#![allow(dead_code)]
use std::collections::VecDeque;
use std::sync::Arc;
use std::sync::atomic::{AtomicU32, Ordering};

use async_trait::async_trait;
use sealedsecret_core::{KeyResolveError, PublicKey, PublicKeyResolver};
use tokio::sync::Mutex;

/// Resolver that replays a scripted sequence of answers, then keeps
/// returning the last one.
#[derive(Clone)]
pub struct ScriptedResolver {
    script: Arc<Mutex<VecDeque<Result<PublicKey, KeyResolveError>>>>,
    calls: Arc<AtomicU32>,
}

impl ScriptedResolver {
    pub fn new(script: Vec<Result<PublicKey, KeyResolveError>>) -> Self {
        Self {
            script: Arc::new(Mutex::new(script.into())),
            calls: Arc::new(AtomicU32::new(0)),
        }
    }

    /// Fails with `err` `times` times, then hands out `key`.
    pub fn failing_then(times: usize, err: KeyResolveError, key: &str) -> Self {
        let mut script: Vec<_> = (0..times).map(|_| Err(err.clone())).collect();
        script.push(Ok(PublicKey::from(key)));
        Self::new(script)
    }

    pub fn calls(&self) -> u32 {
        self.calls.load(Ordering::SeqCst)
    }
}

#[async_trait]
impl PublicKeyResolver for ScriptedResolver {
    async fn resolve(&self) -> Result<PublicKey, KeyResolveError> {
        self.calls.fetch_add(1, Ordering::SeqCst);
        let mut script = self.script.lock().await;
        if script.len() > 1 {
            script.pop_front().expect("script is not empty")
        } else {
            script
                .front()
                .cloned()
                .unwrap_or_else(|| Err(KeyResolveError::other("empty script")))
        }
    }
}
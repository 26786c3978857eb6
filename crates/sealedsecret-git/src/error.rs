//! Error types for repository sessions and review requests.

use std::path::PathBuf;

/// Errors that can occur while working with a repository session.
#[derive(Debug, thiserror::Error)]
pub enum SessionError {
    /// The remote repository could not be cloned.
    #[error("failed to clone {url}: {message}")]
    Clone { url: String, message: String },

    /// The source branch could not be created or checked out.
    #[error("failed to materialize branch {branch}: {message}")]
    Branch { branch: String, message: String },

    /// The requested path is not tracked in the working tree.
    #[error("path not found: {}", .path.display())]
    NotFound { path: PathBuf },

    /// The path is not a valid repository-relative file path.
    #[error("invalid path '{path}': {reason}")]
    InvalidPath { path: String, reason: &'static str },

    /// An I/O error occurred in the working tree.
    #[error("I/O error on {}: {source}", .path.display())]
    Io {
        path: PathBuf,
        #[source]
        source: std::io::Error,
    },

    /// A local Git operation failed.
    #[error("git error during {operation}: {message}")]
    Git {
        operation: &'static str,
        message: String,
    },

    /// Fetching from the remote failed.
    #[error("failed to fetch from {remote}: {message}")]
    Fetch { remote: String, message: String },

    /// Pushing to the remote failed.
    #[error("failed to push {branch}: {message}")]
    Push { branch: String, message: String },

    /// The remote refused the reference update.
    #[error("push of {branch} rejected by remote: {reason}")]
    PushRejected { branch: String, reason: String },

    /// The caller cancelled the operation.
    #[error("{operation} cancelled")]
    Cancelled { operation: &'static str },

    /// The operation did not finish in time.
    #[error("{operation} timed out after {seconds}s")]
    Timeout {
        operation: &'static str,
        seconds: u64,
    },

    /// The blocking task running the operation failed.
    #[error("{operation} task failed: {message}")]
    Task {
        operation: &'static str,
        message: String,
    },

    /// Invalid configuration.
    #[error("invalid configuration: {0}")]
    InvalidConfig(String),
}

impl SessionError {
    /// Creates a new Git error.
    pub fn git(operation: &'static str, err: impl std::fmt::Display) -> Self {
        Self::Git {
            operation,
            message: err.to_string(),
        }
    }

    /// Creates a new I/O error.
    pub fn io(path: impl Into<PathBuf>, source: std::io::Error) -> Self {
        Self::Io {
            path: path.into(),
            source,
        }
    }

    /// Creates a new not found error.
    pub fn not_found(path: impl Into<PathBuf>) -> Self {
        Self::NotFound { path: path.into() }
    }

    /// Returns true if the path was absent.
    ///
    /// Callers use this to treat deletes of missing files as already done and
    /// to notice files removed behind their back.
    pub fn is_not_found(&self) -> bool {
        matches!(self, Self::NotFound { .. })
    }

    /// Returns true if the error came from talking to the remote and a later
    /// publish might succeed.
    pub fn is_transient(&self) -> bool {
        matches!(
            self,
            Self::Fetch { .. }
                | Self::Push { .. }
                | Self::PushRejected { .. }
                | Self::Timeout { .. }
        )
    }
}

/// Errors that can occur while submitting a review request.
#[derive(Debug, thiserror::Error)]
pub enum ReviewError {
    /// The repository URL cannot be mapped to a review API.
    #[error("invalid repository URL '{url}': {reason}")]
    InvalidUrl { url: String, reason: String },

    /// No project visible to the token has the repository URL.
    #[error("no project found for {url}")]
    ProjectNotFound { url: String },

    /// The review API answered with an error status.
    #[error("review API returned {status}: {message}")]
    Api { status: u16, message: String },

    /// The request did not complete.
    #[error("review API request failed: {0}")]
    Http(#[from] reqwest::Error),
}

impl ReviewError {
    /// Creates a new invalid URL error.
    pub fn invalid_url(url: impl Into<String>, reason: impl Into<String>) -> Self {
        Self::InvalidUrl {
            url: url.into(),
            reason: reason.into(),
        }
    }

    /// Returns the HTTP status for API errors.
    pub fn status(&self) -> Option<u16> {
        match self {
            Self::Api { status, .. } => Some(*status),
            Self::Http(err) => err.status().map(|s| s.as_u16()),
            _ => None,
        }
    }
}
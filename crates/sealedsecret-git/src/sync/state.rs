//! Publication state of a repository session.

use std::time::Instant;

use parking_lot::RwLock;

/// Tracks what the session has committed locally and what reached the remote.
///
/// A failed fetch or push leaves local commits in place. They are counted as
/// pending until a later mutation pushes them together with its own commit.
#[derive(Debug)]
pub struct SyncState {
    /// The last commit the remote accepted.
    pushed_commit: RwLock<Option<String>>,
    /// Local commits not yet accepted by the remote.
    pending_commits: RwLock<u32>,
    /// The last successful push time.
    last_sync: RwLock<Option<Instant>>,
    /// The last error message, if any.
    last_error: RwLock<Option<String>>,
    /// Number of consecutive failures.
    failure_count: RwLock<u32>,
}

impl SyncState {
    /// Creates a new SyncState.
    pub fn new() -> Self {
        Self {
            pushed_commit: RwLock::new(None),
            pending_commits: RwLock::new(0),
            last_sync: RwLock::new(None),
            last_error: RwLock::new(None),
            failure_count: RwLock::new(0),
        }
    }

    /// Returns the last commit the remote accepted.
    pub fn pushed_commit(&self) -> Option<String> {
        self.pushed_commit.read().clone()
    }

    /// Returns the number of local commits not yet pushed.
    pub fn pending_commits(&self) -> u32 {
        *self.pending_commits.read()
    }

    /// Returns the time of the last successful push.
    pub fn last_sync(&self) -> Option<Instant> {
        *self.last_sync.read()
    }

    /// Returns the last error message.
    pub fn last_error(&self) -> Option<String> {
        self.last_error.read().clone()
    }

    /// Returns the number of consecutive failures.
    pub fn failure_count(&self) -> u32 {
        *self.failure_count.read()
    }

    /// Returns true if everything committed locally has been pushed.
    pub fn is_in_sync(&self) -> bool {
        self.pending_commits() == 0 && self.last_error.read().is_none()
    }

    /// Records a local commit.
    pub(crate) fn record_commit(&self) {
        *self.pending_commits.write() += 1;
    }

    /// Records a successful push of `commit`.
    pub(crate) fn record_success(&self, commit: impl Into<String>) {
        let mut pushed = self.pushed_commit.write();
        let mut pending = self.pending_commits.write();
        let mut last_sync = self.last_sync.write();
        let mut last_error = self.last_error.write();
        let mut failure_count = self.failure_count.write();

        *pushed = Some(commit.into());
        *pending = 0;
        *last_sync = Some(Instant::now());
        *last_error = None;
        *failure_count = 0;
    }

    /// Records a failed mutation.
    pub(crate) fn record_failure(&self, error: impl Into<String>) {
        let mut last_error = self.last_error.write();
        let mut failure_count = self.failure_count.write();

        *last_error = Some(error.into());
        *failure_count += 1;
    }
}

impl Default for SyncState {
    fn default() -> Self {
        Self::new()
    }
}
//! Bounded-retry wait for a dependency that is still starting up.
//!
//! The poller calls a resolver until it succeeds, a failure is classified as
//! fatal, or the deadline passes. Waits between attempts grow exponentially
//! and are clamped so the poller never sleeps past its deadline.
//!
//! The clock is tokio's, so tests can drive it with `start_paused`.

use std::future::Future;
use std::time::Duration;

use thiserror::Error;
use tokio::time::Instant;
use tokio_util::sync::CancellationToken;
use tracing::{debug, warn};

use crate::error::KeyResolveError;
use crate::key::{PublicKey, PublicKeyResolver};

/// How a resolver failure should be treated.
#[derive(Debug, Clone, Copy, PartialEq, Eq)]
pub enum RetryClass {
    /// The dependency is not ready yet; try again.
    Retryable,
    /// Give up immediately.
    Fatal,
}

/// Errors returned by [`ReadinessPoller`].
#[derive(Debug, Error)]
pub enum PollError<E>
where
    E: std::error::Error + 'static,
{
    /// The resolver never became ready within the deadline.
    #[error(
        "not ready after {}s ({attempts} attempts): {}",
        .waited.as_secs(),
        describe_last(.last)
    )]
    DeadlineExceeded {
        /// Number of resolver calls made.
        attempts: u32,
        /// Time spent waiting.
        waited: Duration,
        /// The last retryable failure, or `None` when no attempt finished.
        #[source]
        last: Option<E>,
    },

    /// The resolver failed with a non-retryable error.
    #[error(transparent)]
    Fatal(E),

    /// The caller cancelled the wait.
    #[error("readiness poll cancelled after {attempts} attempts")]
    Cancelled {
        /// Number of resolver calls made before cancellation.
        attempts: u32,
    },
}

impl<E> PollError<E>
where
    E: std::error::Error + 'static,
{
    /// Returns the underlying resolver error, if any.
    pub fn resolver_error(&self) -> Option<&E> {
        match self {
            Self::DeadlineExceeded { last, .. } => last.as_ref(),
            Self::Fatal(err) => Some(err),
            Self::Cancelled { .. } => None,
        }
    }

    /// Returns true if the deadline elapsed.
    pub fn is_deadline_exceeded(&self) -> bool {
        matches!(self, Self::DeadlineExceeded { .. })
    }
}

fn describe_last<E: std::fmt::Display>(last: &Option<E>) -> String {
    match last {
        Some(err) => err.to_string(),
        None => "resolver did not answer".to_string(),
    }
}

/// Treats "not found" and "service unavailable" as a controller still coming up.
pub fn classify_key_error(err: &KeyResolveError) -> RetryClass {
    if err.is_not_ready() {
        RetryClass::Retryable
    } else {
        RetryClass::Fatal
    }
}

/// Retries a resolver until it is ready or a deadline elapses.
#[derive(Debug, Clone)]
pub struct ReadinessPoller {
    deadline: Duration,
    initial_interval: Duration,
    max_interval: Duration,
    multiplier: f64,
}

impl ReadinessPoller {
    /// Creates a poller with the given deadline and default backoff.
    pub fn new(deadline: Duration) -> Self {
        Self::builder().deadline(deadline).build()
    }

    /// Creates a new builder.
    pub fn builder() -> ReadinessPollerBuilder {
        ReadinessPollerBuilder::default()
    }

    /// Returns the deadline.
    pub fn deadline(&self) -> Duration {
        self.deadline
    }

    /// Returns the wait before the second attempt.
    pub fn initial_interval(&self) -> Duration {
        self.initial_interval
    }

    /// Returns the longest wait between two attempts.
    pub fn max_interval(&self) -> Duration {
        self.max_interval
    }

    fn next_interval(&self, current: Duration) -> Duration {
        Duration::from_secs_f64(current.as_secs_f64() * self.multiplier).min(self.max_interval)
    }

    /// Polls `resolver`, classifying failures with `classify`.
    pub async fn poll_until_ready_with<T, E, F, Fut, C>(
        &self,
        mut resolver: F,
        classify: C,
        cancel: &CancellationToken,
    ) -> Result<T, PollError<E>>
    where
        F: FnMut() -> Fut,
        Fut: Future<Output = Result<T, E>>,
        C: Fn(&E) -> RetryClass,
        E: std::error::Error + 'static,
    {
        let started = Instant::now();
        let deadline_at = started + self.deadline;
        let mut interval = self.initial_interval;
        let mut attempts = 0u32;
        let mut last = None;

        loop {
            if cancel.is_cancelled() {
                return Err(PollError::Cancelled { attempts });
            }

            // a resolver that never answers is still bounded by cancel and the deadline
            attempts += 1;
            let outcome = tokio::select! {
                biased;
                _ = cancel.cancelled() => return Err(PollError::Cancelled { attempts }),
                result = resolver() => Some(result),
                _ = tokio::time::sleep_until(deadline_at) => None,
            };
            let err = match outcome {
                Some(Ok(value)) => {
                    if attempts > 1 {
                        debug!("Dependency ready after {} attempts", attempts);
                    }
                    return Ok(value);
                },
                Some(Err(err)) => err,
                None => {
                    warn!(
                        "Resolver did not answer before the {:?} deadline (attempt {})",
                        self.deadline, attempts
                    );
                    return Err(PollError::DeadlineExceeded {
                        attempts,
                        waited: started.elapsed(),
                        last,
                    });
                },
            };

            if classify(&err) == RetryClass::Fatal {
                warn!("Giving up after non-retryable failure: {}", err);
                return Err(PollError::Fatal(err));
            }

            let now = Instant::now();
            if now >= deadline_at {
                warn!(
                    "Dependency still not ready after {:?} ({} attempts)",
                    self.deadline, attempts
                );
                return Err(PollError::DeadlineExceeded {
                    attempts,
                    waited: now - started,
                    last: Some(err),
                });
            }

            let pause = interval.min(deadline_at - now);
            debug!(
                "Dependency not ready (attempt {}): {}; retrying in {:?}",
                attempts, err, pause
            );
            last = Some(err);

            tokio::select! {
                _ = cancel.cancelled() => return Err(PollError::Cancelled { attempts }),
                _ = tokio::time::sleep(pause) => {},
            }

            interval = self.next_interval(interval);
        }
    }

    /// Polls `resolver` using [`classify_key_error`].
    pub async fn poll_until_ready<T, F, Fut>(
        &self,
        resolver: F,
        cancel: &CancellationToken,
    ) -> Result<T, PollError<KeyResolveError>>
    where
        F: FnMut() -> Fut,
        Fut: Future<Output = Result<T, KeyResolveError>>,
    {
        self.poll_until_ready_with(resolver, classify_key_error, cancel)
            .await
    }

    /// Waits for `resolver` to hand out the sealing key.
    pub async fn resolve_key(
        &self,
        resolver: &dyn PublicKeyResolver,
        cancel: &CancellationToken,
    ) -> Result<PublicKey, PollError<KeyResolveError>> {
        debug!("Fetching the sealing public key");
        self.poll_until_ready(|| resolver.resolve(), cancel).await
    }
}

impl Default for ReadinessPoller {
    fn default() -> Self {
        Self::builder().build()
    }
}

/// Builder for ReadinessPoller.
#[derive(Debug, Default)]
pub struct ReadinessPollerBuilder {
    deadline: Option<Duration>,
    initial_interval: Option<Duration>,
    max_interval: Option<Duration>,
    multiplier: Option<f64>,
}

impl ReadinessPollerBuilder {
    /// Sets the total time to wait for readiness.
    pub fn deadline(mut self, deadline: Duration) -> Self {
        self.deadline = Some(deadline);
        self
    }

    /// Sets the wait before the second attempt.
    pub fn initial_interval(mut self, interval: Duration) -> Self {
        self.initial_interval = Some(interval);
        self
    }

    /// Sets the longest wait between two attempts.
    pub fn max_interval(mut self, interval: Duration) -> Self {
        self.max_interval = Some(interval);
        self
    }

    /// Sets the growth factor applied to the wait after each attempt.
    pub fn multiplier(mut self, multiplier: f64) -> Self {
        self.multiplier = Some(multiplier);
        self
    }

    /// Builds the poller.
    pub fn build(self) -> ReadinessPoller {
        let initial_interval = self
            .initial_interval
            .unwrap_or(Duration::from_millis(500));
        let max_interval = self
            .max_interval
            .unwrap_or(Duration::from_secs(10))
            .max(initial_interval);

        ReadinessPoller {
            deadline: self.deadline.unwrap_or(Duration::from_secs(180)),
            initial_interval,
            max_interval,
            multiplier: self.multiplier.unwrap_or(2.0).max(1.0),
        }
    }
}
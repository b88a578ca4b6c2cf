use clap::Parser;
use std::path::PathBuf;

use crate::color::parse_hex;

#[derive(Parser, Debug)]
#[command(
    name = "icon-recolor",
    about = "Recolor blue branding icons to a custom color",
    long_about = "
Icon Recolorer

Takes an icon whose branding is blue and creates a recolored version based on
a user-provided color. Blue pixels are detected heuristically and shifted to
the target hue while keeping their original shading, so gradients and
highlights survive the recolor. Output format follows the output file
extension; .ico output embeds a full multi-resolution size set.

Example Usage:
  # Recolor to red (PNG output)
  icon-recolor icon.png icon-red.png 255 0 0

  # Recolor to purple (ICO output with 16/32/48/64 sizes)
  icon-recolor icon.png icon-purple.ico 128 0 128

  # Hex color, desktop ICO with 128/256 (and 512+ for large sources)
  icon-recolor icon.png icon-brown.ico '#b14b0b' --desktop

  # Same color via the --hex option
  icon-recolor icon.png icon-blue.ico --hex '#0066CC'

  # Widen the blue detection window
  icon-recolor icon.png icon-orange.png 255 165 0 --tolerance 50

  # Flat replacement instead of shading-preserving hue shift
  icon-recolor icon.png icon-flat.png 255 0 0 --no-preserve-brightness"
)]
pub struct Args {
    /// Input icon file (PNG, ICO, etc.)
    pub input: PathBuf,

    /// Output icon file - format determined by extension
    pub output: PathBuf,

    /// Color input: either 3 RGB values (255 0 0) or a hex code (#FF0000)
    #[arg(value_name = "COLOR")]
    pub color: Vec<String>,

    /// Hex color code (e.g., #FF0000 or #b14b0b)
    #[arg(long = "hex", value_name = "#RRGGBB")]
    pub hex: Option<String>,

    /// Color matching tolerance per channel
    #[arg(long = "tolerance", default_value_t = 30, value_name = "N")]
    pub tolerance: i32,

    /// Generate larger icon sizes optimized for desktop use
    #[arg(long = "desktop")]
    pub desktop: bool,

    /// Don't preserve original brightness/saturation (flat replacement)
    #[arg(long = "no-preserve-brightness")]
    pub no_preserve_brightness: bool,

    /// Enable verbose output
    #[arg(short = 'v', long = "verbose")]
    pub verbose: bool,
}

impl Args {
    /// Resolve the target color from the positional arguments or --hex.
    ///
    /// Exactly one of the two forms must be present: either three RGB
    /// components (or a single positional hex literal) or the --hex option.
    pub fn parse_target_color(&self) -> Result<[u8; 3], String> {
        if !self.color.is_empty() && self.hex.is_some() {
            return Err(
                "Please provide either color values OR --hex option, not both".to_string(),
            );
        }

        if self.color.is_empty() {
            return match &self.hex {
                Some(hex) => parse_hex(hex),
                None => Err(
                    "Please provide color input: either RGB values (R G B) or hex code (#FF0000)"
                        .to_string(),
                ),
            };
        }

        // Single positional argument starting with '#' is a hex literal
        if self.color.len() == 1 && self.color[0].starts_with('#') {
            return parse_hex(&self.color[0]);
        }

        if self.color.len() != 3 {
            return Err(
                "RGB requires exactly 3 values (R G B) or use hex format (#FF0000)".to_string(),
            );
        }

        let mut rgb = [0u8; 3];
        for (i, channel) in ["R", "G", "B"].iter().enumerate() {
            let value: i64 = self.color[i]
                .parse()
                .map_err(|_| "RGB values must be numbers".to_string())?;
            if !(0..=255).contains(&value) {
                return Err(format!("{} value must be between 0 and 255", channel));
            }
            rgb[i] = value as u8;
        }

        Ok(rgb)
    }

    pub fn preserve_brightness(&self) -> bool {
        !self.no_preserve_brightness
    }
}

#[cfg(test)]
mod tests {
    use super::*;

    #[test]
    fn test_parse_rgb_components() {
        let args = Args {
            color: vec!["255".into(), "0".into(), "128".into()],
            ..Default::default()
        };
        assert_eq!(args.parse_target_color().unwrap(), [255, 0, 128]);
    }

    #[test]
    fn test_parse_positional_hex() {
        let args = Args {
            color: vec!["#b14b0b".into()],
            ..Default::default()
        };
        assert_eq!(args.parse_target_color().unwrap(), [177, 75, 11]);
    }

    #[test]
    fn test_parse_hex_option() {
        let args = Args {
            hex: Some("#0066CC".into()),
            ..Default::default()
        };
        assert_eq!(args.parse_target_color().unwrap(), [0, 102, 204]);
    }

    #[test]
    fn test_both_color_forms_rejected() {
        let args = Args {
            color: vec!["255".into(), "0".into(), "0".into()],
            hex: Some("#FF0000".into()),
            ..Default::default()
        };
        assert!(args.parse_target_color().is_err());
    }

    #[test]
    fn test_missing_color_rejected() {
        let args = Args::default();
        assert!(args.parse_target_color().is_err());
    }

    #[test]
    fn test_out_of_range_component() {
        let args = Args {
            color: vec!["255".into(), "300".into(), "0".into()],
            ..Default::default()
        };
        let err = args.parse_target_color().unwrap_err();
        assert!(err.contains("G value"));
    }

    #[test]
    fn test_non_numeric_component() {
        let args = Args {
            color: vec!["red".into(), "0".into(), "0".into()],
            ..Default::default()
        };
        assert!(args.parse_target_color().is_err());
    }

    #[test]
    fn test_wrong_component_count() {
        let args = Args {
            color: vec!["255".into(), "0".into()],
            ..Default::default()
        };
        assert!(args.parse_target_color().is_err());
    }

    #[test]
    fn test_preserve_brightness_default() {
        let args = Args::default();
        assert!(args.preserve_brightness());

        let args = Args {
            no_preserve_brightness: true,
            ..Default::default()
        };
        assert!(!args.preserve_brightness());
    }
}

// Default implementation for tests
#[cfg(test)]
impl Default for Args {
    fn default() -> Self {
        Self {
            input: PathBuf::new(),
            output: PathBuf::new(),
            color: vec![],
            hex: None,
            tolerance: 30,
            desktop: false,
            no_preserve_brightness: false,
            verbose: false,
        }
    }
}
━━━━━━
Copy range, inclusive: the line holding "highlights survive the" to the line holding "the --hex option.". Reproduce exactly those lines of the records above and no others.

• [REPLY TO THE TASK]:
highlights survive the recolor. Output format follows the output file
extension; .ico output embeds a full multi-resolution size set.

Example Usage:
  # Recolor to red (PNG output)
  icon-recolor icon.png icon-red.png 255 0 0

  # Recolor to purple (ICO output with 16/32/48/64 sizes)
  icon-recolor icon.png icon-purple.ico 128 0 128

  # Hex color, desktop ICO with 128/256 (and 512+ for large sources)
  icon-recolor icon.png icon-brown.ico '#b14b0b' --desktop

  # Same color via the --hex option
  icon-recolor icon.png icon-blue.ico --hex '#0066CC'

  # Widen the blue detection window
  icon-recolor icon.png icon-orange.png 255 165 0 --tolerance 50

  # Flat replacement instead of shading-preserving hue shift
  icon-recolor icon.png icon-flat.png 255 0 0 --no-preserve-brightness"
)]
pub struct Args {
    /// Input icon file (PNG, ICO, etc.)
    pub input: PathBuf,

    /// Output icon file - format determined by extension
    pub output: PathBuf,

    /// Color input: either 3 RGB values (255 0 0) or a hex code (#FF0000)
    #[arg(value_name = "COLOR")]
    pub color: Vec<String>,

    /// Hex color code (e.g., #FF0000 or #b14b0b)
    #[arg(long = "hex", value_name = "#RRGGBB")]
    pub hex: Option<String>,

    /// Color matching tolerance per channel
    #[arg(long = "tolerance", default_value_t = 30, value_name = "N")]
    pub tolerance: i32,

    /// Generate larger icon sizes optimized for desktop use
    #[arg(long = "desktop")]
    pub desktop: bool,

    /// Don't preserve original brightness/saturation (flat replacement)
    #[arg(long = "no-preserve-brightness")]
    pub no_preserve_brightness: bool,

    /// Enable verbose output
    #[arg(short = 'v', long = "verbose")]
    pub verbose: bool,
}

impl Args {
    /// Resolve the target color from the positional arguments or --hex.
    ///
    /// Exactly one of the two forms must be present: either three RGB
    /// components (or a single positional hex literal) or the --hex option.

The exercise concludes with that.